Template Usage with Eponymous Trick
ShadoLight
ettienne.gilbert at gmail.com
Sun Feb 2 13:01:26 UTC 2020
On Friday, 31 January 2020 at 15:37:06 UTC, Steven Schveighoffer
wrote:
> On 1/30/20 9:10 AM, ShadoLight wrote:
>
> but to give you some historical perspective...
[..]
>
> It was actually much more restrictive before -- e.g. in order
> to do an eponymous template, you could have no other members in
> the template.
Thanks for the historical perspective Steve. Appreciated.

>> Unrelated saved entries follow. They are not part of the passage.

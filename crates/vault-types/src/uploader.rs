//! Uploader tokens and their trust classes.
//!
//! An uploader string records where an attachment came from. A handful of
//! values are reserved: they can only be assigned by internal call paths,
//! never by an importing caller. Two of them are *trusted* and are the only
//! provenance honoured by version-uniqueness checks and latest-version
//! queries.

/// Attachment installed from a locally deployed application.
pub const DEPLOYED_APP_UPLOADER: &str = "app";
/// Attachment imported through the node's client interface.
pub const RPC_UPLOADER: &str = "rpc";
/// Attachment delivered by a peer. Peer imports use `p2p:<peer>`.
pub const P2P_UPLOADER: &str = "p2p";
/// Provenance not recorded.
pub const UNKNOWN_UPLOADER: &str = "unknown";

/// Tokens honoured by uniqueness checks and latest-version queries.
pub const TRUSTED_UPLOADERS: [&str; 2] = [DEPLOYED_APP_UPLOADER, RPC_UPLOADER];

/// Trust class of an uploader token.
#[derive(Clone, Copy, Debug, PartialEq, Eq)]
pub enum UploaderClass {
    DeployedApp,
    Rpc,
    PeerDelivered,
    Unknown,
    /// Arbitrary caller-supplied string.
    Custom,
}

impl UploaderClass {
    pub fn of(uploader: &str) -> Self {
        match uploader {
            DEPLOYED_APP_UPLOADER => Self::DeployedApp,
            RPC_UPLOADER => Self::Rpc,
            UNKNOWN_UPLOADER => Self::Unknown,
            P2P_UPLOADER => Self::PeerDelivered,
            u if is_peer_delivered(u) => Self::PeerDelivered,
            _ => Self::Custom,
        }
    }

    pub fn is_trusted(&self) -> bool {
        matches!(self, Self::DeployedApp | Self::Rpc)
    }

    /// Reserved classes can only be assigned by internal call paths.
    pub fn is_reserved(&self) -> bool {
        !matches!(self, Self::Custom)
    }
}

/// Returns `true` if the uploader is in the trusted set.
pub fn is_trusted(uploader: Option<&str>) -> bool {
    uploader.is_some_and(|u| UploaderClass::of(u).is_trusted())
}

/// Returns `true` for the namespaced `p2p:<peer>` form.
pub fn is_peer_delivered(uploader: &str) -> bool {
    uploader
        .strip_prefix(P2P_UPLOADER)
        .is_some_and(|rest| rest.starts_with(':'))
}

/// Build the namespaced uploader token for an attachment fetched from `peer`.
pub fn peer_uploader(peer: &str) -> String {
    format!("{P2P_UPLOADER}:{peer}")
}
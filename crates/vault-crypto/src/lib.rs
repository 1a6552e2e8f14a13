//! Cryptographic primitives for the attachment vault.
//!
//! Provides content digests for attachment ids (BLAKE3 or SHA-256), a reader
//! that verifies a stream against its expected digest, and Ed25519 keys used
//! to sign archives.
//!
//! All crypto operations wrap established libraries -- no custom cryptography.

pub mod hasher;
pub mod signer;
pub mod verify;

pub use hasher::{AttachmentHasher, RunningDigest};
pub use signer::{verify_signature, Signature, SignatureError, SigningKey};
pub use verify::{HashVerifyingReader, IntegrityFault};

When you refer to 'other members' in the eponymous template, I
notice that they are indeed allowed, but are effectively hidden
(if they have a different name from the template name) inside the
eponymous template, correct?
For example, this works fine in 'classical' template style - all
members are 'public' and accessible:
template bar(T) {
T z; //Allowed...
void b1(T x){z+=x;} //Allowed...
void b2(T x){z-=x;} //Allowed...
}
void main()
{
bar!(int).b1(4); //Works..
writeln(bar!int.z); //Works..
bar!(int).b2(5); //Works..
writeln(bar!int.z); //Works..
}
For eponymous templates, only members with the overloaded
template identifier are accessible 'from the outside'.
template foo(T) {
T z; //Allowed...
void foo(T x){f1(x);} //Allowed...
T foo(){return z;} //Allowed...
void f1(T x){z+=x;} //Allowed...
}
void main()
{
foo(3); //Works..
foo(4); //Works..
writeln(foo!int.z); //onlineapp.d(21): Error: no property z
for type int
foo!int.f1(3); //onlineapp.d(21): Error: no property f1
for type int
writeln(foo!int()); //Works..
}
So the eponymous template invocation has to use the eponymous
'trick' and only overloaded members are accessible.
Not bad and definitely an improvement , but I still find the
inconsistency jarring... IIUC this 'ambiguity' would have been
avoidable if template argument braces were not optional, right?
I do know this horse has bolted, but personally I think it D made
a mistake to make the braces on compile-/run-time arguments on
template/function invocation optional in the zero/one argument
case.
It is not even completely symmetric between compile- and
run-time: in compile time you can leave the braces off in the
case of zero and one arguments, but for run-time only for zero
arguments.
For want of the effort to type 2 braces, a fair bit of complexity
and some inconsistency has been introduced into the language. And
I remember that it actually made code harder to read when I
started out in D, not easier.
I support the dropping of the braces in the case of property
functions, but that use case is quite clear-cut and I think easy
to handle based on the @property annotation.